Spazio

La “memoria” dei resti di supernova

Come il fumo lasciato in cielo dopo uno spettacolo di fuochi artificiali, ciò che rimane dell’esplosione di una supernova può rilevare esattamente la...

Come il fumo lasciato in cielo dopo uno spettacolo di fuochi artificiali, ciò che rimane dell’esplosione di una supernova può rilevare esattamente la natura della stella progenitrice, anche centinaia o migliaia di anni dopo il catastrofico evento. E’ quanto è stato possibile determinare dalle immagini di questi resti di supernova ottenute dall’osservatorio orbitante per raggi X della NASA Chandra. Le supernovae sono classificate in categorie a seconda delle caratteristiche presenti nel loro spettro ottico ottenuto nei giorni immediatamente successivi all’esplosione. Queste peculiarità fanno distinguere le supernovae in due classi principali: Tipo Ia, in cui il progenitore è un sistema di stelle binario in cui una delle due componenti è una stella nana bianca che accumula materia a scapito della compagna, fino a che, superata una soglia critica della massa, si innesca una violentissima serie di reazioni termonucleari che provocano l’immane esplosione; oppure Tipo II, quando nel nucleo di una stella massiccia si esaurisce la catena di reazioni di fusione termonucleare esotermiche, per cui la stella collassa su se stessa prima di esplodere. Poiché i resti di supernova sono ciò che rimane di esplosioni stellari avvenute molto tempo fa, non è possibile fare una classificazione con il metodo precedente. Una distinzione approssimativa tra i due tipi è fornita dalla composizione chimica dei gas che formano queste nebulose in rapida espansione, ma secondo i risultati di un recente studio sembra che anche l’analisi della forma dei resti di supernova possa essere utilizzato per stabilire la natura della stella progenitrice.

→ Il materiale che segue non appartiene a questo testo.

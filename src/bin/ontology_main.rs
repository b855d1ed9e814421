use anyhow::{Context, Result};
use log::{info, warn};
use std::env;
use std::path::PathBuf;

use evidence_export::api_client::{self, GraphQlClient};
use evidence_export::env_loader;
use evidence_export::ontology::{self, OntologySources};

#[tokio::main]
async fn main() -> Result<()> {
    env_loader::load_env();
    env_logger::init();

    info!("Starting ontology export...");

    let args: Vec<String> = env::args().collect();
    let output_path = if args.len() > 1 {
        PathBuf::from(&args[1])
    } else {
        PathBuf::from("ontology_wired.jsonl")
    };

    // Only the static resource host is contacted, so no API ping here.
    let client = GraphQlClient::new(api_client::build_client_config())?;
    let sources = OntologySources::from_env();
    let ontology = ontology::load_ontology(&client, &sources)
        .await
        .context("Failed to load ontology resources")?;

    let graph = ontology.graph();
    info!(
        "Ontology graph has {} nodes and {} edges.",
        graph.node_count(),
        graph.edge_count()
    );
    if graph.has_cycle() {
        warn!("Ontology graph contains a cycle.");
    }
    let roots = graph.roots();
    if roots.len() != 1 {
        warn!("Expected a single root, found {}: {:?}", roots.len(), roots);
    }

    let mut lines = String::new();
    for node in &ontology.nodes {
        lines.push_str(&serde_json::to_string(node)?);
        lines.push('\n');
    }
    tokio::fs::write(&output_path, lines)
        .await
        .with_context(|| format!("Failed to write {:?}", output_path))?;

    info!("Ontology export completed successfully!");
    println!("\n🌳 Wired ontology with {} nodes written to {:?}", ontology.nodes.len(), output_path);
    Ok(())
}
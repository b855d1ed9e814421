use futures::stream::{self, StreamExt, TryStreamExt};
use indicatif::{ProgressBar, ProgressStyle};
use log::{debug, info, warn};
use serde::de::DeserializeOwned;
use serde::Deserialize;
use serde_json::{Map, Value};

use crate::api_client::QueryExecutor;
use crate::error::FetchError;

pub const DEFAULT_PAGE_SIZE: usize = 5000;
pub const DEFAULT_CONCURRENCY: usize = 4;

/// One page request of a paginated collection.
#[derive(Debug, Clone, Copy, PartialEq, Eq)]
pub struct Page {
    pub index: usize,
    pub size: usize,
}

/// A single page as returned by the server. `count` is the total across all pages.
#[derive(Debug, Clone, Deserialize)]
pub struct PagedResult<T> {
    pub count: usize,
    #[serde(default = "Vec::new", bound(deserialize = "T: Deserialize<'de>"))]
    pub rows: Vec<T>,
}

/// All pages of a collection concatenated in ascending page order.
#[derive(Debug, Clone, PartialEq)]
pub struct AggregatedResult<T> {
    pub items: Vec<T>,
}

#[derive(Debug, Clone, Copy)]
pub struct BatchSettings {
    pub page_size: usize,
    pub concurrency: usize,
    pub show_progress: bool,
}

impl Default for BatchSettings {
    fn default() -> Self {
        BatchSettings {
            page_size: DEFAULT_PAGE_SIZE,
            concurrency: DEFAULT_CONCURRENCY,
            show_progress: false,
        }
    }
}

impl BatchSettings {
    /// Reads `BATCH_PAGE_SIZE` and `BATCH_CONCURRENCY`, falling back to the defaults.
    pub fn from_env() -> Self {
        let page_size = std::env::var("BATCH_PAGE_SIZE")
            .ok()
            .and_then(|v| v.parse::<usize>().ok())
            .unwrap_or(DEFAULT_PAGE_SIZE);
        let concurrency = std::env::var("BATCH_CONCURRENCY")
            .ok()
            .and_then(|v| v.parse::<usize>().ok())
            .unwrap_or(DEFAULT_CONCURRENCY);
        info!("Batch Config: PageSize={}, Concurrency={}", page_size, concurrency);
        BatchSettings {
            page_size,
            concurrency,
            show_progress: false,
        }
    }
}

/// Number of pages needed to cover `count` items.
pub fn total_pages(count: usize, page_size: usize) -> usize {
    count.div_ceil(page_size)
}

/// Walks a dot path such as `data.target.associatedDiseases`; a missing or null step is an error.
pub fn resolve_path<'v>(value: &'v Value, path: &str) -> Result<&'v Value, FetchError> {
    let mut current = value;
    for segment in path.split('.').filter(|s| !s.is_empty()) {
        current = match current.get(segment) {
            Some(Value::Null) | None => {
                return Err(FetchError::MissingPath {
                    path: path.to_string(),
                })
            }
            Some(next) => next,
        };
    }
    Ok(current)
}

/// Runs one query and decodes the value found at `path`.
pub async fn fetch_at_path<E, T>(
    executor: &E,
    query: &str,
    variables: &Map<String, Value>,
    path: &str,
) -> Result<T, FetchError>
where
    E: QueryExecutor + ?Sized,
    T: DeserializeOwned,
{
    let response = executor.execute(query, variables).await?;
    let value = resolve_path(&response, path)?;
    T::deserialize(value).map_err(|source| FetchError::Decode {
        path: path.to_string(),
        source,
    })
}

/// Fetches every page of a paginated query and concatenates the rows.
pub struct BatchAggregator<'a, E: ?Sized> {
    executor: &'a E,
    query: String,
    base_variables: Map<String, Value>,
    data_path: String,
    settings: BatchSettings,
}

impl<'a, E> BatchAggregator<'a, E>
where
    E: QueryExecutor + ?Sized,
{
    pub fn new(
        executor: &'a E,
        query: impl Into<String>,
        base_variables: Map<String, Value>,
        data_path: impl Into<String>,
    ) -> Self {
        BatchAggregator {
            executor,
            query: query.into(),
            base_variables,
            data_path: data_path.into(),
            settings: BatchSettings::default(),
        }
    }

    pub fn with_settings(mut self, settings: BatchSettings) -> Self {
        self.settings = settings;
        self
    }

    pub fn page_size(mut self, page_size: usize) -> Self {
        self.settings.page_size = page_size;
        self
    }

    pub fn concurrency(mut self, concurrency: usize) -> Self {
        self.settings.concurrency = concurrency;
        self
    }

    /// Fetches page 0, reads `count`, then fetches the remaining pages.
    ///
    /// Pages after the first are requested concurrently (bounded by the configured
    /// concurrency) but always concatenated in page order. The first failing page
    /// aborts the whole aggregation and nothing fetched so far is returned.
    pub async fn fetch_all<T>(&self) -> Result<AggregatedResult<T>, FetchError>
    where
        T: DeserializeOwned,
    {
        let page_size = self.settings.page_size;
        if page_size == 0 {
            return Err(FetchError::InvalidPageSize);
        }

        let first: PagedResult<T> = self.fetch_page(0).await?;
        let count = first.count;
        if count == 0 {
            debug!("'{}' reported zero rows, skipping remaining pages", self.data_path);
            return Ok(AggregatedResult { items: Vec::new() });
        }

        let pages = total_pages(count, page_size);
        info!(
            "Aggregating {} rows from '{}' in {} pages of {}",
            count, self.data_path, pages, page_size
        );
        let progress = self.progress_bar(pages);
        progress.inc(1);

        let concurrency = self.settings.concurrency.max(1);
        let remaining: Result<Vec<PagedResult<T>>, FetchError> = stream::iter(1..pages)
            .map(|index| {
                let progress = progress.clone();
                async move {
                    let page = self.fetch_page::<T>(index).await?;
                    progress.inc(1);
                    Ok::<_, FetchError>(page)
                }
            })
            .buffered(concurrency)
            .try_collect()
            .await;

        let remaining = match remaining {
            Ok(remaining) => remaining,
            Err(e) => {
                progress.abandon();
                warn!("Aggregation of '{}' aborted: {}", self.data_path, e);
                return Err(e);
            }
        };
        progress.finish_and_clear();

        let mut items = first.rows;
        items.reserve(count.saturating_sub(items.len()));
        for page in remaining {
            items.extend(page.rows);
        }

        if items.len() != count {
            warn!(
                "'{}' aggregated {} rows but the first page reported {}; the collection changed while paging",
                self.data_path,
                items.len(),
                count
            );
        }
        Ok(AggregatedResult { items })
    }

    async fn fetch_page<T>(&self, index: usize) -> Result<PagedResult<T>, FetchError>
    where
        T: DeserializeOwned,
    {
        let page = Page {
            index,
            size: self.settings.page_size,
        };
        let mut variables = self.base_variables.clone();
        variables.insert("index".to_string(), Value::from(page.index));
        variables.insert("size".to_string(), Value::from(page.size));

        debug!("Requesting page {} of '{}'", page.index, self.data_path);
        fetch_at_path(self.executor, &self.query, &variables, &self.data_path).await
    }

    fn progress_bar(&self, pages: usize) -> ProgressBar {
        if !self.settings.show_progress {
            return ProgressBar::hidden();
        }
        let bar = ProgressBar::new(pages as u64);
        bar.set_style(
            ProgressStyle::with_template("{msg} [{bar:40.cyan/blue}] {pos}/{len} pages")
                .unwrap_or_else(|_| ProgressStyle::default_bar())
                .progress_chars("=> "),
        );
        bar.set_message(self.data_path.clone());
        bar
    }
}
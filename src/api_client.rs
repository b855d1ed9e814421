// src/api_client.rs

use anyhow::{Context, Result};
use async_trait::async_trait;
use log::{debug, info};
use reqwest::Client;
use serde_json::{json, Map, Value};
use std::time::Duration;

use crate::error::TransportError;

pub const DEFAULT_API_URL: &str = "https://api.platform.opentargets.org/api/v4/graphql";

/// Executes a GraphQL query and returns the full response envelope (`{ "data": ... }`).
#[async_trait]
pub trait QueryExecutor: Send + Sync {
    async fn execute(&self, query: &str, variables: &Map<String, Value>) -> Result<Value, TransportError>;
}

/// Fetches a static text resource by URL.
#[async_trait]
pub trait ResourceFetcher: Send + Sync {
    async fn fetch_text(&self, url: &str) -> Result<String, TransportError>;
}

#[derive(Debug, Clone)]
pub struct ClientConfig {
    pub api_url: String,
    pub timeout: Duration,
    pub api_token: Option<String>,
}

/// Builds the API client configuration from environment variables.
/// Covers endpoint URL, request timeout and an optional bearer token.
pub fn build_client_config() -> ClientConfig {
    let api_url = std::env::var("PLATFORM_API_URL").unwrap_or_else(|_| DEFAULT_API_URL.to_string());
    let timeout_str = std::env::var("PLATFORM_API_TIMEOUT_SECS").unwrap_or_else(|_| "30".to_string());
    let timeout_secs = timeout_str.parse::<u64>().unwrap_or(30);
    let api_token = std::env::var("PLATFORM_API_TOKEN").ok().filter(|t| !t.is_empty());

    info!(
        "API Config: Url={}, Timeout={}s, Token={}",
        api_url,
        timeout_secs,
        if api_token.is_some() { "[hidden]" } else { "none" }
    );
    ClientConfig {
        api_url,
        timeout: Duration::from_secs(timeout_secs),
        api_token,
    }
}

/// HTTP transport for the platform GraphQL API and the static ontology files.
#[derive(Debug, Clone)]
pub struct GraphQlClient {
    http: Client,
    config: ClientConfig,
}

impl GraphQlClient {
    pub fn new(config: ClientConfig) -> Result<Self> {
        let http = Client::builder()
            .timeout(config.timeout)
            .user_agent(concat!("evidence-export/", env!("CARGO_PKG_VERSION")))
            .build()
            .context("Failed to build HTTP client")?;
        Ok(Self { http, config })
    }

    pub fn api_url(&self) -> &str {
        &self.config.api_url
    }
}

/// Builds the API client and checks that the endpoint answers a trivial query.
pub async fn connect(config: ClientConfig) -> Result<GraphQlClient> {
    info!("Connecting to platform API at {}...", config.api_url);
    let client = GraphQlClient::new(config)?;

    client
        .execute("query Ping { meta { name } }", &Map::new())
        .await
        .context("Test query 'meta { name }' failed")?;
    info!("Platform API reachable at {}.", client.api_url());
    Ok(client)
}

#[async_trait]
impl QueryExecutor for GraphQlClient {
    async fn execute(&self, query: &str, variables: &Map<String, Value>) -> Result<Value, TransportError> {
        debug!("POST {} with variables {}", self.config.api_url, Value::Object(variables.clone()));
        let mut request = self
            .http
            .post(&self.config.api_url)
            .json(&json!({ "query": query, "variables": variables }));
        if let Some(token) = &self.config.api_token {
            request = request.bearer_auth(token);
        }

        let response = request.send().await?;
        let status = response.status();
        if !status.is_success() {
            return Err(TransportError::Status {
                status: status.as_u16(),
                url: self.config.api_url.clone(),
            });
        }
        let body: Value = response.json().await?;
        check_graphql_errors(body)
    }
}

#[async_trait]
impl ResourceFetcher for GraphQlClient {
    async fn fetch_text(&self, url: &str) -> Result<String, TransportError> {
        debug!("GET {}", url);
        let response = self.http.get(url).send().await?;
        let status = response.status();
        if !status.is_success() {
            return Err(TransportError::Status {
                status: status.as_u16(),
                url: url.to_string(),
            });
        }
        Ok(response.text().await?)
    }
}

/// Turns a response carrying a non-empty `errors` array into a transport error.
pub fn check_graphql_errors(body: Value) -> Result<Value, TransportError> {
    match body.get("errors").and_then(Value::as_array) {
        Some(errors) if !errors.is_empty() => {
            let messages = errors
                .iter()
                .map(|e| {
                    e.get("message")
                        .and_then(Value::as_str)
                        .map(str::to_string)
                        .unwrap_or_else(|| e.to_string())
                })
                .collect();
            Err(TransportError::GraphQl(messages))
        }
        _ => Ok(body),
    }
}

Questi due resti di supernova fanno parte degli oggetti analizzati nel nuovo studio che mostra che la forma di queste nebulose in rapida espansione è correlata al tipo di esplosione che le hanno prodotte. Il resto di supernova dell’immagine a sinistra, dall’aspetto più asimmetrico, è stato prodotto da un’esplosione di tipo II, mentre quello a destra da una di tipo Ia.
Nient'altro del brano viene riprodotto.